Human Bias in Machine Learning: How Well Do You Really Know Your Model?

Author: Jim Box, Elena Snavely, and Hiwot Tesfaye

Publisher: SAS Global Forum

Publication Year: 2022

Summary: The following paper discusses how it is a common consensus that artificial intelligence (AI) and machine learning (ML) are going to solve problems by letting an objective algorithm make decisions. The issue is that the algorithms are not always objective. Biased data produces biased results. In fact, biases are often amplified by the use of an algorithm. Sometimes this bias is overt while other times it is more subtle. Models can also find unexpected correlations based on confounding variables that are not practically useful. In order to minimize bias, problems must be framed through the understanding of technical aspects. Then fairness must be defined in the context of the problem. It is also important to check for bias in the training data. It must be representative.

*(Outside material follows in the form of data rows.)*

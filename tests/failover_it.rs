mod common;

// std
use std::sync::Arc;
// crates.io
use time::Duration;
// self
use common::{Behavior, ScriptedTransport};
use resilient_api_client::{
	auth::Principal,
	classify::{DefaultFailureClassifier, Disposition, FailureClassifier, FailureContext},
	client::{ApiCall, ApiClient},
	error::Error,
	event::ClientEvent,
	store::{MemoryStore, TokenStore},
};

const A: &str = "http://a.test";
const B: &str = "http://b.test";
const C: &str = "http://c.test";

fn client(
	endpoints: &[&str],
	transport: &Arc<ScriptedTransport>,
) -> (ApiClient<ScriptedTransport>, Arc<MemoryStore>) {
	let store = Arc::new(MemoryStore::default());
	let client =
		ApiClient::with_transport(common::config(endpoints), store.clone(), transport.clone());

	(client, store)
}

#[tokio::test(start_paused = true)]
async fn timeout_on_default_fails_over_and_sticks_to_the_healthy_endpoint() {
	let transport = common::shared(
		ScriptedTransport::default()
			.with("a.test", Behavior::Hang)
			.with("b.test", Behavior::Respond(200, "{\"ok\":true}")),
	);
	let (client, _) = client(&[A, B], &transport);
	let mut events = client.subscribe();
	let body: serde_json::Value =
		client.get_json("/status").await.expect("The second endpoint should answer.");

	assert_eq!(body["ok"], true);
	assert_eq!(transport.hosts_seen(), ["a.test", "b.test"]);
	assert_eq!(client.registry().last_good(), Some(common::url(B)));
	assert_eq!(
		events.try_recv().expect("Promotion should be announced."),
		ClientEvent::EndpointPromoted { endpoint: common::url(B) }
	);

	client
		.get_json::<serde_json::Value>("/status")
		.await
		.expect("The sticky endpoint should answer.");

	assert_eq!(transport.hosts_seen(), ["a.test", "b.test", "b.test"]);
	assert!(events.try_recv().is_err(), "Re-using the same endpoint must not re-announce it.");
}

#[tokio::test(start_paused = true)]
async fn unreachable_candidates_exhaust_after_two_passes() {
	let transport = common::shared(ScriptedTransport::default());
	let (client, _) = client(&[A, B, C], &transport);
	let err = client.send(ApiCall::get("/status")).await.expect_err("Every candidate refuses.");

	match err {
		Error::Exhausted { attempts, last } => {
			assert_eq!(attempts, 6);
			assert!(last.is_connectivity());
		},
		other => panic!("Expected exhaustion, got {other:?}."),
	}

	let seen = transport.hosts_seen();

	assert_eq!(seen.len(), 6);

	for host in ["a.test", "b.test", "c.test"] {
		assert_eq!(seen.iter().filter(|seen| *seen == host).count(), 2);
	}
	assert_eq!(client.registry().last_good(), Some(common::url(A)));
}

#[tokio::test]
async fn resource_errors_surface_without_rotation_or_refresh() {
	for status in [403_u16, 404] {
		let transport = common::shared(
			ScriptedTransport::default()
				.with("a.test", Behavior::Respond(status, "{\"error\":\"nope\"}"))
				.with("b.test", Behavior::Respond(200, "{}")),
		);
		let (client, store) = client(&[A, B], &transport);

		store
			.save(
				Principal::User,
				common::credential("access", Some("refresh"), Duration::hours(1)),
			)
			.await
			.expect("Seeding the store should work.");

		let err = client
			.send(ApiCall::get("/accounts/7"))
			.await
			.expect_err("Resource errors must surface.");

		assert!(matches!(err, Error::Resource { status: s, .. } if s == status));
		assert_eq!(transport.hosts_seen(), ["a.test"]);
		assert_eq!(client.refresh_metrics().attempts(), 0);
		assert!(store.snapshot(Principal::User).is_some(), "A 403/404 must not sign the user out.");
	}
}

#[tokio::test]
async fn server_errors_surface_without_rotation() {
	let transport = common::shared(
		ScriptedTransport::default()
			.with("a.test", Behavior::Respond(503, "maintenance"))
			.with("b.test", Behavior::Respond(200, "{}")),
	);
	let (client, _) = client(&[A, B], &transport);
	let err = client.send(ApiCall::get("/status")).await.expect_err("HTTP 503 must surface.");

	assert!(matches!(
		err,
		Error::UnexpectedStatus { status: 503, body: Some(ref body) } if body == "maintenance"
	));
	assert_eq!(transport.hosts_seen(), ["a.test"]);
}

#[tokio::test]
async fn custom_classifier_can_rotate_on_server_errors() {
	struct RotateOnUnavailable;
	impl FailureClassifier for RotateOnUnavailable {
		fn classify(&self, ctx: &FailureContext) -> Disposition {
			match ctx.http_status {
				Some(503) => Disposition::RotateEndpoint,
				_ => DefaultFailureClassifier.classify(ctx),
			}
		}
	}

	let transport = common::shared(
		ScriptedTransport::default()
			.with("a.test", Behavior::Respond(503, "maintenance"))
			.with("b.test", Behavior::Respond(200, "{}")),
	);
	let (client, _) = client(&[A, B], &transport);
	let client = client.with_classifier(Arc::new(RotateOnUnavailable));

	client.send(ApiCall::get("/status")).await.expect("The classifier should rotate to B.");

	assert_eq!(transport.hosts_seen(), ["a.test", "b.test"]);
	assert_eq!(client.registry().last_good(), Some(common::url(B)));
}

#[tokio::test(start_paused = true)]
async fn unreachable_proactive_refresh_does_not_sign_the_user_out() {
	let transport = common::shared(
		ScriptedTransport::default()
			.with("a.test", Behavior::Refuse)
			.with("b.test", Behavior::Refuse),
	);
	let (client, store) = client(&[A, B], &transport);
	let mut events = client.subscribe();

	store
		.save(Principal::User, common::credential("access", Some("refresh"), Duration::seconds(10)))
		.await
		.expect("Seeding the store should work.");

	let err = client.send(ApiCall::get("/orders")).await.expect_err("Every endpoint refuses.");

	assert!(matches!(err, Error::Exhausted { .. }), "Unexpected error: {err:?}.");
	assert!(!err.requires_reauthentication());
	assert!(store.snapshot(Principal::User).is_some(), "The unexpired token must be kept.");
	assert_eq!(client.refresh_metrics().failures(), 1);
	assert!(events.try_recv().is_err());
}

#[tokio::test]
async fn bearer_token_is_attached_to_every_attempt() {
	let transport = common::shared(
		ScriptedTransport::default()
			.with("a.test", Behavior::Refuse)
			.with("b.test", Behavior::Respond(200, "{}")),
	);
	let (client, _) = client(&[A, B], &transport);

	client
		.sign_in(Principal::User, common::credential("access-user", None, Duration::hours(1)))
		.await
		.expect("Signing in should work.");
	client.send(ApiCall::get("/status")).await.expect("B should answer.");

	for seen in transport.seen() {
		assert_eq!(seen.authorization.as_deref(), Some("Bearer access-user"));
		assert_eq!(seen.path, "/status");
	}

	client.send(ApiCall::get("/public").anonymous()).await.expect("B should answer.");

	let last = transport.seen().pop().expect("A request should have been recorded.");

	assert_eq!(last.authorization, None);
}

#[tokio::test]
async fn find_reachable_promotes_the_first_healthy_candidate() {
	let transport = common::shared(
		ScriptedTransport::default()
			.with("a.test", Behavior::Refuse)
			.with("b.test", Behavior::Respond(204, "")),
	);
	let (client, _) = client(&[A, B], &transport);

	assert!(client.probe(&common::url(A)).await.expect_err("A refuses.").is_connectivity());
	assert_eq!(client.find_reachable().await.expect("B is healthy."), common::url(B));
	assert_eq!(client.registry().last_good(), Some(common::url(B)));
	assert!(
		transport
			.seen()
			.iter()
			.all(|seen| seen.path == "/health" && seen.authorization.is_none())
	);
}
//! Principal identities and the policy that picks the active one.

// self
use crate::_prelude::*;

/// Authenticated identity whose credential a client presents.
#[derive(Clone, Copy, Debug, PartialEq, Eq, Hash, PartialOrd, Ord, Serialize, Deserialize)]
#[serde(rename_all = "snake_case")]
pub enum Principal {
	/// Ordinary end-user session.
	User,
	/// Administrator session.
	Admin,
}
impl Principal {
	/// Returns a stable label suitable for span or metric fields.
	pub const fn as_str(self) -> &'static str {
		match self {
			Principal::User => "user",
			Principal::Admin => "admin",
		}
	}

	/// Key under which the principal's credential is persisted.
	pub const fn storage_key(self) -> &'static str {
		match self {
			Principal::User => "user_credential",
			Principal::Admin => "admin_credential",
		}
	}

	/// Resolves a principal from its persisted storage key.
	pub fn from_storage_key(key: &str) -> Option<Self> {
		match key {
			"user_credential" => Some(Principal::User),
			"admin_credential" => Some(Principal::Admin),
			_ => None,
		}
	}
}
impl Display for Principal {
	fn fmt(&self, f: &mut Formatter) -> FmtResult {
		f.write_str(self.as_str())
	}
}
impl FromStr for Principal {
	type Err = UnknownPrincipal;

	fn from_str(s: &str) -> Result<Self, Self::Err> {
		if s.eq_ignore_ascii_case("user") {
			Ok(Principal::User)
		} else if s.eq_ignore_ascii_case("admin") {
			Ok(Principal::Admin)
		} else {
			Err(UnknownPrincipal(s.to_owned()))
		}
	}
}

/// Error returned when parsing an unknown principal label.
#[derive(Clone, Debug, PartialEq, Eq, ThisError)]
#[error("Unknown principal `{0}`.")]
pub struct UnknownPrincipal(pub String);

/// Decides which stored credential is current for a client instance.
///
/// The policy is fixed when the client is configured so call sites never re-derive the
/// principal from whatever happens to be in the store.
#[derive(Clone, Copy, Debug, Default, PartialEq, Eq, Serialize, Deserialize)]
#[serde(rename_all = "snake_case")]
pub enum PrincipalPolicy {
	/// Use the user credential when present, otherwise the admin credential.
	#[default]
	PreferUser,
	/// Only ever use the given principal's credential.
	Fixed(Principal),
}
impl PrincipalPolicy {
	/// Principals to consult, in order of preference.
	pub fn candidates(self) -> &'static [Principal] {
		match self {
			PrincipalPolicy::PreferUser => &[Principal::User, Principal::Admin],
			PrincipalPolicy::Fixed(Principal::User) => &[Principal::User],
			PrincipalPolicy::Fixed(Principal::Admin) => &[Principal::Admin],
		}
	}
}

Models must also be interpretable. Partial dependence and individual conditional expectation plots are good model diagnostic techniques that aid interpretability. Local interpretable model-agnostic explanations (LIME) are great for individual predictions. Lastly, diversity is necessary in the model building process. Diversity of perspectives, ideas, and approaches come from a diverse team. It is vital to be careful of biases throughout the creation of AI and ML algorithms as they have large implications.